Wait for synchronization

The source starts in synchronizing mode. After the initial snapshot completes, run metadb endsync to finish setup

Data Origin Tracking

The __origin column in Metadb tables allows you to track where data came from. This is especially useful when combining data from multiple sources into a single table.
select __id, __start, __origin, id, groupname, description 
    from library.patrongroup;
__id__start__originidgroupnamedescription
82022-04-18 19:27:18-00west15undergradUndergraduate Student
42022-04-17 17:42:25-00east10graduateGraduate Student
Origins allow grouping data independently of data sources.
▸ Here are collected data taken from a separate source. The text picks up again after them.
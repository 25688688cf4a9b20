/*
[INPUT]:  Device id and typed arguments collected by console commands
[OUTPUT]: Raw MPC device ("core") SDK responses
[POS]:    SDK layer - device facade (namespace "core")
[UPDATE]: When the MPC device SDK surface changes
*/

use std::sync::Arc;

use serde_json::{Value, json};

use super::types::{KeysStatus, decode};
use super::{SdkNamespace, SdkTransport};
use crate::http::Result;

/// MPC device operations bound to one device id
#[derive(Clone)]
pub struct CoreDevice {
    transport: Arc<dyn SdkTransport>,
    device_id: String,
}

impl CoreDevice {
    pub fn new(transport: Arc<dyn SdkTransport>, device_id: impl Into<String>) -> Self {
        Self {
            transport,
            device_id: device_id.into(),
        }
    }

    pub fn device_id(&self) -> &str {
        &self.device_id
    }

    async fn call(&self, method: &str, mut params: Value) -> Result<Value> {
        match params {
            Value::Object(ref mut map) => {
                map.insert("deviceId".to_string(), Value::String(self.device_id.clone()));
            }
            _ => params = json!({ "deviceId": self.device_id }),
        }
        self.transport.call(SdkNamespace::Core, method, params).await
    }

    pub async fn dispose(&self) -> Result<Value> {
        self.call("dispose", Value::Null).await
    }

    pub async fn clear_all_storage(&self) -> Result<Value> {
        self.call("clearAllStorage", Value::Null).await
    }

    // ### Key management

    pub async fn generate_mpc_keys(&self, algorithms: &[String]) -> Result<Value> {
        self.call("generateMPCKeys", json!({ "algorithms": algorithms }))
            .await
    }

    pub async fn stop_mpc_device_setup(&self) -> Result<Value> {
        self.call("stopMpcDeviceSetup", Value::Null).await
    }

    pub async fn backup_keys(&self, passphrase: &str, passphrase_id: &str) -> Result<Value> {
        self.call(
            "backupKeys",
            json!({ "passphrase": passphrase, "passphraseId": passphrase_id }),
        )
        .await
    }

    pub async fn recover_keys(&self, passphrase: &str) -> Result<Value> {
        self.call("recoverKeys", json!({ "passphrase": passphrase }))
            .await
    }

    pub async fn derive_asset_key(
        &self,
        extended_private_key: &str,
        coin_type: u32,
        account: u32,
        change: u32,
        index: u32,
    ) -> Result<Value> {
        self.call(
            "deriveAssetKey",
            json!({
                "extendedPrivateKey": extended_private_key,
                "coinType": coin_type,
                "account": account,
                "change": change,
                "index": index,
            }),
        )
        .await
    }

    pub async fn get_keys_status(&self) -> Result<Value> {
        self.call("getKeysStatus", Value::Null).await
    }

    pub async fn keys_status(&self) -> Result<KeysStatus> {
        decode(self.get_keys_status().await?)
    }

    // ### Transactions

    pub async fn sign_transaction(&self, tx_id: &str) -> Result<Value> {
        self.call("signTransaction", json!({ "txId": tx_id })).await
    }

    pub async fn stop_in_progress_sign_transaction(&self) -> Result<Value> {
        self.call("stopInProgressSignTransaction", Value::Null).await
    }

    pub async fn get_in_progress_signing_tx_id(&self) -> Result<Value> {
        self.call("getInProgressSigningTxId", Value::Null).await
    }

    // ### Join wallet

    pub async fn request_join_existing_wallet(&self) -> Result<Value> {
        self.call("requestJoinExistingWallet", Value::Null).await
    }

    pub async fn approve_join_wallet_request(&self, request_id: &str) -> Result<Value> {
        self.call(
            "approveJoinWalletRequest",
            json!({ "requestId": request_id }),
        )
        .await
    }

    pub async fn stop_join_wallet(&self) -> Result<Value> {
        self.call("stopJoinWallet", Value::Null).await
    }

    pub async fn takeover(&self) -> Result<Value> {
        self.call("takeover", Value::Null).await
    }

    pub async fn get_physical_device_id(&self) -> Result<Value> {
        self.call("getPhysicalDeviceId", Value::Null).await
    }
}

impl std::fmt::Debug for CoreDevice {
    fn fmt(&self, f: &mut std::fmt::Formatter<'_>) -> std::fmt::Result {
        f.debug_struct("CoreDevice")
            .field("device_id", &self.device_id)
            .finish_non_exhaustive()
    }
}
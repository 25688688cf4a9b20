/*
[INPUT]:  Console context and prompter, device tier open
[OUTPUT]: Raw device (core) responses
[POS]:    Command layer - device tier
[UPDATE]: When device commands change
*/

use serde_json::Value;
use tracing::info;

use super::input;
use crate::display;
use crate::error::{ConsoleError, Result};
use crate::prompt::Prompter;
use crate::session::ConsoleContext;

/// Algorithms offered when generating keys; the first is preselected
pub const MPC_ALGORITHMS: [&str; 2] = ["MPC_ECDSA_SECP256K1", "MPC_EDDSA_ED25519"];

/// `MPC_ECDSA_SECP256K1` -> `MPC_CMP_ECDSA_SECP256K1`
pub fn to_cmp_algorithm(algorithm: &str) -> String {
    algorithm.replacen("MPC_", "MPC_CMP_", 1)
}

// ### Join wallet

pub async fn approve_join_wallet_request(
    ctx: &mut ConsoleContext,
    prompter: &mut dyn Prompter,
) -> Result<Value> {
    let request_id = input::ask_required(prompter, "request ID")?;
    Ok(ctx.core()?.approve_join_wallet_request(&request_id).await?)
}

pub async fn request_join_existing_wallet(ctx: &mut ConsoleContext) -> Result<Value> {
    let response = ctx.core()?.request_join_existing_wallet().await?;
    if let Some(request_id) = response.get("requestId").and_then(Value::as_str) {
        display::info_line(&format!("Request ID: {request_id}"));
    }
    Ok(response)
}

pub async fn stop_join_wallet(ctx: &mut ConsoleContext) -> Result<Value> {
    Ok(ctx.core()?.stop_join_wallet().await?)
}

pub async fn takeover(ctx: &mut ConsoleContext) -> Result<Value> {
    Ok(ctx.core()?.takeover().await?)
}

// ### Key management

fn ask_passphrase(ctx: &ConsoleContext, prompter: &mut dyn Prompter) -> Result<String> {
    let passphrase = input::ask(prompter, "passphrase", ctx.config.defaults.passphrase.as_deref())?;
    if passphrase.is_empty() {
        return Err(ConsoleError::InvalidInput("passphrase is required".to_string()));
    }
    Ok(passphrase)
}

pub async fn backup_keys(ctx: &mut ConsoleContext, prompter: &mut dyn Prompter) -> Result<Value> {
    let passphrase = ask_passphrase(ctx, prompter)?;
    let passphrase_id = input::ask(
        prompter,
        "passphrase ID (uuid)",
        ctx.config.defaults.passphrase_id.as_deref(),
    )?;
    Ok(ctx
        .core()?
        .backup_keys(&passphrase, passphrase_id.trim())
        .await?)
}

pub async fn recover_keys(ctx: &mut ConsoleContext, prompter: &mut dyn Prompter) -> Result<Value> {
    let passphrase = ask_passphrase(ctx, prompter)?;
    Ok(ctx.core()?.recover_keys(&passphrase).await?)
}

pub async fn generate_mpc_keys(
    ctx: &mut ConsoleContext,
    prompter: &mut dyn Prompter,
) -> Result<Value> {
    let items: Vec<String> = MPC_ALGORITHMS.iter().map(|a| a.to_string()).collect();
    let defaults = [true, false];
    let picks = prompter.multi_select("Select algorithms", &items, &defaults)?;

    let mut algorithms: Vec<String> = picks
        .into_iter()
        .filter_map(|index| items.get(index))
        .map(|algorithm| to_cmp_algorithm(algorithm))
        .collect();
    algorithms.dedup();
    if algorithms.is_empty() {
        return Err(ConsoleError::InvalidInput(
            "select at least one algorithm".to_string(),
        ));
    }

    info!(?algorithms, "generating MPC keys");
    Ok(ctx.core()?.generate_mpc_keys(&algorithms).await?)
}

pub async fn derive_asset_key(
    ctx: &mut ConsoleContext,
    prompter: &mut dyn Prompter,
) -> Result<Value> {
    let extended_private_key = input::ask_required(prompter, "extended private key")?;
    let coin_type = input::ask_number(prompter, "coin type", None)?;
    let account = input::ask_number(prompter, "account", Some("0"))?;
    let change = input::ask_number(prompter, "change", Some("0"))?;
    let index = input::ask_number(prompter, "index", Some("0"))?;
    Ok(ctx
        .core()?
        .derive_asset_key(&extended_private_key, coin_type, account, change, index)
        .await?)
}

pub async fn get_keys_status(ctx: &mut ConsoleContext) -> Result<Value> {
    Ok(ctx.core()?.get_keys_status().await?)
}

pub async fn stop_mpc_device_setup(ctx: &mut ConsoleContext) -> Result<Value> {
    Ok(ctx.core()?.stop_mpc_device_setup().await?)
}

// ### Transaction management

pub async fn sign_transaction(ctx: &mut ConsoleContext, prompter: &mut dyn Prompter) -> Result<Value> {
    let tx_id = input::ask_required(prompter, "transaction ID")?;
    Ok(ctx.core()?.sign_transaction(&tx_id).await?)
}

pub async fn stop_in_progress_sign_transaction(ctx: &mut ConsoleContext) -> Result<Value> {
    Ok(ctx.core()?.stop_in_progress_sign_transaction().await?)
}

pub async fn get_in_progress_signing_tx_id(ctx: &mut ConsoleContext) -> Result<Value> {
    Ok(ctx.core()?.get_in_progress_signing_tx_id().await?)
}

// ### General

pub async fn clear_all_storage(ctx: &mut ConsoleContext) -> Result<Value> {
    Ok(ctx.core()?.clear_all_storage().await?)
}

pub async fn dispose(ctx: &mut ConsoleContext) -> Result<Value> {
    let response = ctx.core()?.dispose().await?;
    ctx.detach_device();
    Ok(response)
}

pub async fn get_physical_device_id(ctx: &mut ConsoleContext) -> Result<Value> {
    Ok(ctx.core()?.get_physical_device_id().await?)
}
/*
[INPUT]:  Public API exports for the ew-console crate
[OUTPUT]: Module declarations and public re-exports
[POS]:    Crate root - library entry point
[UPDATE]: When adding new modules or public exports
*/

pub mod commands;
pub mod config;
pub mod display;
pub mod error;
pub mod prompt;
pub mod session;
pub mod shell;
pub mod storage;

// Re-export main types for convenience
pub use commands::{Command, CommandOutcome, Tier, dispatch, list_available_commands};
pub use config::ConsoleConfig;
pub use error::{ConsoleError, Result};
pub use prompt::{Answer, Prompter, ScriptedPrompter, TerminalPrompter};
pub use session::{ConsoleContext, SessionState};
pub use shell::{Shell, ShellState};
pub use storage::{DeviceIdStore, WalletAlias, WalletAliasRegistry};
While data sources may be dictated by how data is collected (e.g., geographically in a sensor network), origins provide logical grouping based on your application needs.

Managing Data Sources

Modifying a Data Source

Change data source settings using alter data source:
alter data source sensor options (
    set consumer_group 'metadb_sensor_1'
);
Changes to data sources currently require restarting the Metadb server to take effect.

Removing a Data Source

Remove a data source configuration:
drop data source sensor;

Configuration Options

Schema and Table Filtering

Control which schemas and tables are synchronized:
create data source myapp type kafka options (
    brokers 'kafka:9092',
    topics '^myapp\.',
    consumer_group 'metadb_myapp',
    schema_pass_filter '^production\.',
    schema_stop_filter '^test\.',
    table_stop_filter '^temp_.*$'
);

Schema Name Mapping

Modify schema names during synchronization:
  • trim_schema_prefix: Remove a prefix from schema names
  • add_schema_prefix: Add a prefix to schema names
  • map_public_schema: Map tables from the public schema to a different target schema

Monitoring Data Sources

Check the status of your data sources:
list data_sources;
View when tables were last updated:
select * from metadb.table_update 
    order by schema_name, table_name;
Check the system log for data source events:
select * from mdblog();

Best Practices

Use Consumer Groups Wisely

Each Metadb instance should use a unique consumer group ID to maintain independent offset tracking.

Filter Unnecessary Tables

Use table and schema filters to reduce unnecessary data synchronization and improve performance.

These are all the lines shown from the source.